> _BRIEF_: All of the lines below should be printed again exactly as they are.

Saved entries
--- --- ---

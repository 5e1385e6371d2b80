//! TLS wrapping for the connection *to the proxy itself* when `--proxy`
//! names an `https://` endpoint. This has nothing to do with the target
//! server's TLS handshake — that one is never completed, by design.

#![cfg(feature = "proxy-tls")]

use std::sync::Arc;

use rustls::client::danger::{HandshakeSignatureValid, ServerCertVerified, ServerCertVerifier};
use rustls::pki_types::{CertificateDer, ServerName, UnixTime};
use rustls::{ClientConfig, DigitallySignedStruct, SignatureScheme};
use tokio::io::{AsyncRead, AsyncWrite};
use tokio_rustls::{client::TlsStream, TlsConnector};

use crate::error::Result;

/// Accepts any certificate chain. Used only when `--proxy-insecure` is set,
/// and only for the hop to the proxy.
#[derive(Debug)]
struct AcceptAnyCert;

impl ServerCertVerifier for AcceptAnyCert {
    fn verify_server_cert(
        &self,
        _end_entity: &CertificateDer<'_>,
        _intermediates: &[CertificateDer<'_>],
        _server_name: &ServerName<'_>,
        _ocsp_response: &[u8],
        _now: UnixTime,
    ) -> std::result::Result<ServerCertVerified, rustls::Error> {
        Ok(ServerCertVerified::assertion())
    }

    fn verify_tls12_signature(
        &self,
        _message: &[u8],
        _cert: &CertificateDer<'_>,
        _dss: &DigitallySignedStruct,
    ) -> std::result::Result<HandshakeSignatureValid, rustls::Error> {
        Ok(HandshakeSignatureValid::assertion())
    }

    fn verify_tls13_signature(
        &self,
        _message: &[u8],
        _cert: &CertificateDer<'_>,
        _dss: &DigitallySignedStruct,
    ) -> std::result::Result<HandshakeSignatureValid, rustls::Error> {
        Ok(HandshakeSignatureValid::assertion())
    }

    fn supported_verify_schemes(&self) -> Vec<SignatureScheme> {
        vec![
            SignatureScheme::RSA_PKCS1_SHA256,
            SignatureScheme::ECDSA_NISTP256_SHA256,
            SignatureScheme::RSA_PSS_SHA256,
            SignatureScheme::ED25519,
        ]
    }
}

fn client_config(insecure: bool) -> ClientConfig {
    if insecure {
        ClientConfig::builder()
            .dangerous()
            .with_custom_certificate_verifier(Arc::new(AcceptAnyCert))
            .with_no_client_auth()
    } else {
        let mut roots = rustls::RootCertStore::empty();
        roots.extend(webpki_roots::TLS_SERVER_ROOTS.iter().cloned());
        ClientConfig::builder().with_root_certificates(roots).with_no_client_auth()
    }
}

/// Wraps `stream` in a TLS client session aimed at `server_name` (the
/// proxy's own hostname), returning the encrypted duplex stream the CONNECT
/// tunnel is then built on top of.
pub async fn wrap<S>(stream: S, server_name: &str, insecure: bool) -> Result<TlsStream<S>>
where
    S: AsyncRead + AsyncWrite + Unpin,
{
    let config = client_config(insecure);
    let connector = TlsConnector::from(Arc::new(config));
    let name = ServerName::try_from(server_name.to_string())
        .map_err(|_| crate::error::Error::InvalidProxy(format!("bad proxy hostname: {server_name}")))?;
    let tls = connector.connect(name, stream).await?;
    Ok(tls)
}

--- --- ---

> _ANSWER TO THIS TASK_:
repository 5e1385e6371d2b80
//! TLS wrapping for the connection *to the proxy itself* when `--proxy`
//! names an `https://` endpoint. This has nothing to do with the target
//! server's TLS handshake — that one is never completed, by design.

#![cfg(feature = "proxy-tls")]

use std::sync::Arc;

use rustls::client::danger::{HandshakeSignatureValid, ServerCertVerified, ServerCertVerifier};
use rustls::pki_types::{CertificateDer, ServerName, UnixTime};
use rustls::{ClientConfig, DigitallySignedStruct, SignatureScheme};
use tokio::io::{AsyncRead, AsyncWrite};
use tokio_rustls::{client::TlsStream, TlsConnector};

use crate::error::Result;

/// Accepts any certificate chain. Used only when `--proxy-insecure` is set,
/// and only for the hop to the proxy.
#[derive(Debug)]
struct AcceptAnyCert;

impl ServerCertVerifier for AcceptAnyCert {
    fn verify_server_cert(
        &self,
        _end_entity: &CertificateDer<'_>,
        _intermediates: &[CertificateDer<'_>],
        _server_name: &ServerName<'_>,
        _ocsp_response: &[u8],
        _now: UnixTime,
    ) -> std::result::Result<ServerCertVerified, rustls::Error> {
        Ok(ServerCertVerified::assertion())
    }

    fn verify_tls12_signature(
        &self,
        _message: &[u8],
        _cert: &CertificateDer<'_>,
        _dss: &DigitallySignedStruct,
    ) -> std::result::Result<HandshakeSignatureValid, rustls::Error> {
        Ok(HandshakeSignatureValid::assertion())
    }

    fn verify_tls13_signature(
        &self,
        _message: &[u8],
        _cert: &CertificateDer<'_>,
        _dss: &DigitallySignedStruct,
    ) -> std::result::Result<HandshakeSignatureValid, rustls::Error> {
        Ok(HandshakeSignatureValid::assertion())
    }

    fn supported_verify_schemes(&self) -> Vec<SignatureScheme> {
        vec![
            SignatureScheme::RSA_PKCS1_SHA256,
            SignatureScheme::ECDSA_NISTP256_SHA256,
            SignatureScheme::RSA_PSS_SHA256,
            SignatureScheme::ED25519,
        ]
    }
}

fn client_config(insecure: bool) -> ClientConfig {
    if insecure {
        ClientConfig::builder()
            .dangerous()
            .with_custom_certificate_verifier(Arc::new(AcceptAnyCert))
            .with_no_client_auth()
    } else {
        let mut roots = rustls::RootCertStore::empty();
        roots.extend(webpki_roots::TLS_SERVER_ROOTS.iter().cloned());
        ClientConfig::builder().with_root_certificates(roots).with_no_client_auth()
    }
}

/// Wraps `stream` in a TLS client session aimed at `server_name` (the
/// proxy's own hostname), returning the encrypted duplex stream the CONNECT
/// tunnel is then built on top of.
pub async fn wrap<S>(stream: S, server_name: &str, insecure: bool) -> Result<TlsStream<S>>
where
    S: AsyncRead + AsyncWrite + Unpin,
{
    let config = client_config(insecure);
    let connector = TlsConnector::from(Arc::new(config));
    let name = ServerName::try_from(server_name.to_string())
        .map_err(|_| crate::error::Error::InvalidProxy(format!("bad proxy hostname: {server_name}")))?;
    let tls = connector.connect(name, stream).await?;
    Ok(tls)
}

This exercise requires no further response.